I've tried several different "safe places" for him- A box with styrofoam "noise insulation" and one of his beds in it- that lasted a couple weeks, but he started using it less and the cats took it over. Also squeezed one of his covered/enclosed beds between the layers of the coffee table, thinking that the tight space might make him feel safer, but while he used it like a champ for a week or so, it didn't last (I think once he realizes that he can still hear the noise in there, he no longer wants it). He took a liking to curling up on my Mom's slippers on a file cabinet in the dining room- put a blanket there for him to curl up in, but that's just become another stop in his "round the world" pacing game, and he regularly winds up knocking the blanket off with his incessant moving around.

He's currently also freaking out at my house as well because our CO detector battery was low around xmas, and it beeped several times. Also, duck hunters are out most mornings, and while I can't hear their far off gunfire unless the TV is off, apparently he can. He paces, shakes, pants, and crawls under my bed, resists walking into the hallway, and occasionally digs at my door if alone- only when something freaks him out.

Sometimes I feel like he should live in the car, as it's really his favorite "inside" place, but I imagine if he spent enough time in it, some random thing would cause him to be afraid of it, too. I had "good" results last fall tying him out in our back yard on nice mornings/afternoons while I was hanging out at my parents' house- it's 300+ feet off the road and none of our immediate neighbors have dogs, so it's fairly safe, I can keep an eye on him through the patio doors from the entire house, and he loves laying out there sunbathing. I may finally have to pull the trigger this spring and get a kennel so he can safely hang out out there when I need to go somewhere without him (my mom is always home and can watch him/bring him in if weather gets bad), but there's always a risk that something could spook him out there as well- we have neighbors 3 houses down who like to light small but loud fireworks off day and night year round, plus who knows what else that I haven't considered. My parents' back deck is partially complete, and when it's finished, he can probably hang out out there on nice days, as he'd be more inclined to try to get back in than to run away, so I don't worry about him trying to get out if I'm home.

Newly discovered fears include the police scanner my Mom likes to listen to on her computer, my Dad's cell ringing (he has the volume up fairly high because he can't hear well), the emergency alert on the TV, the "new message" beep on my phone, our hallway (location of the dreaded CO2 detector), the click of the laser light button when I play with my cats (he's uninterested in the light), people chewing gum (heaven forbid they blow and pop a bubble), my BIL's diesel work truck, the velcro closures on his coat and neoprene vest, and a variety of sounds heard through our security camera which don't bother him in real life (wind blowing, people talking, car doors closing, etc).
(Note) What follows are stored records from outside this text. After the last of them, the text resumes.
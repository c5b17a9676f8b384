mod common;

use anyhow::Result;
use common::{admin, part, test_dealership, tractor};
use dealerbook::application::SaleRequest;
use dealerbook::domain::{EntityType, ExpenseCategory, NewExpense, TransactionFilter};
use dealerbook::io::Exporter;

#[tokio::test]
async fn test_export_ledger_csv() -> Result<()> {
    let (dealership, _temp) = test_dealership().await?;
    let kubota = dealership
        .tractors
        .intake(tractor("Kubota", "M7060", "CH-001", 10_000))
        .await?;
    dealership
        .tractors
        .sell(kubota.id, SaleRequest::new(1_500_000, "Farmer Joe"))
        .await?;
    let filter = dealership
        .parts
        .intake(part("Oil filter", "OF-100", 1_500, 10, 2))
        .await?;
    dealership.parts.sell(filter.id, 1, "Farmer Joe").await?;

    let exporter = Exporter::new(&dealership);

    let mut out = Vec::new();
    let rows = exporter
        .export_ledger_csv(TransactionFilter::default(), &mut out)
        .await?;
    assert_eq!(rows, 3);

    let text = String::from_utf8(out)?;
    let lines: Vec<&str> = text.lines().collect();
    assert_eq!(lines.len(), 4);
    assert_eq!(
        lines[0],
        "id,date,type,entity_type,entity_id,amount,party,description"
    );
    assert!(text.contains("purchase,tractor"));
    assert!(text.contains("15000.00,Farmer Joe,Kubota M7060 sale"));

    let mut tractors_only = Vec::new();
    let rows = exporter
        .export_ledger_csv(
            TransactionFilter {
                entity_type: Some(EntityType::Tractor),
                ..Default::default()
            },
            &mut tractors_only,
        )
        .await?;
    assert_eq!(rows, 2);

    Ok(())
}

#[tokio::test]
async fn test_export_full_json() -> Result<()> {
    let (dealership, _temp) = test_dealership().await?;
    let caller = admin(&dealership).await?;
    dealership
        .tractors
        .intake(tractor("Kubota", "M7060", "CH-001", 10_000))
        .await?;
    dealership
        .accounting
        .create_expense(NewExpense::new(ExpenseCategory::Rent, 100_000, "Yard rent"), &caller)
        .await?;

    let mut out = Vec::new();
    let snapshot = Exporter::new(&dealership).export_full_json(&mut out).await?;
    assert_eq!(snapshot.tractors.len(), 1);
    assert_eq!(snapshot.expenses.len(), 1);
    assert_eq!(snapshot.transactions.len(), 1);

    let value: serde_json::Value = serde_json::from_slice(&out)?;
    assert_eq!(value["tractors"][0]["chassis_number"], "CH-001");
    assert_eq!(value["expenses"][0]["category"], "rent");
    assert!(value["spare_parts"].as_array().is_some_and(|a| a.is_empty()));

    Ok(())
}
I've even tried getting him to settle at my parents' house by giving him his beef knuckle or bully sticks (HIGH value), but instead he tries to carry them with him from place to place, which is a disaster. I gate him in the kitchen with them now, but he eventually breaks out (lifts the gate out of the latch), so if it's something I don't want all over the house, I use a tie down, and he intermittently takes breaks to pace around at the end of the lead, then settles down and chews again.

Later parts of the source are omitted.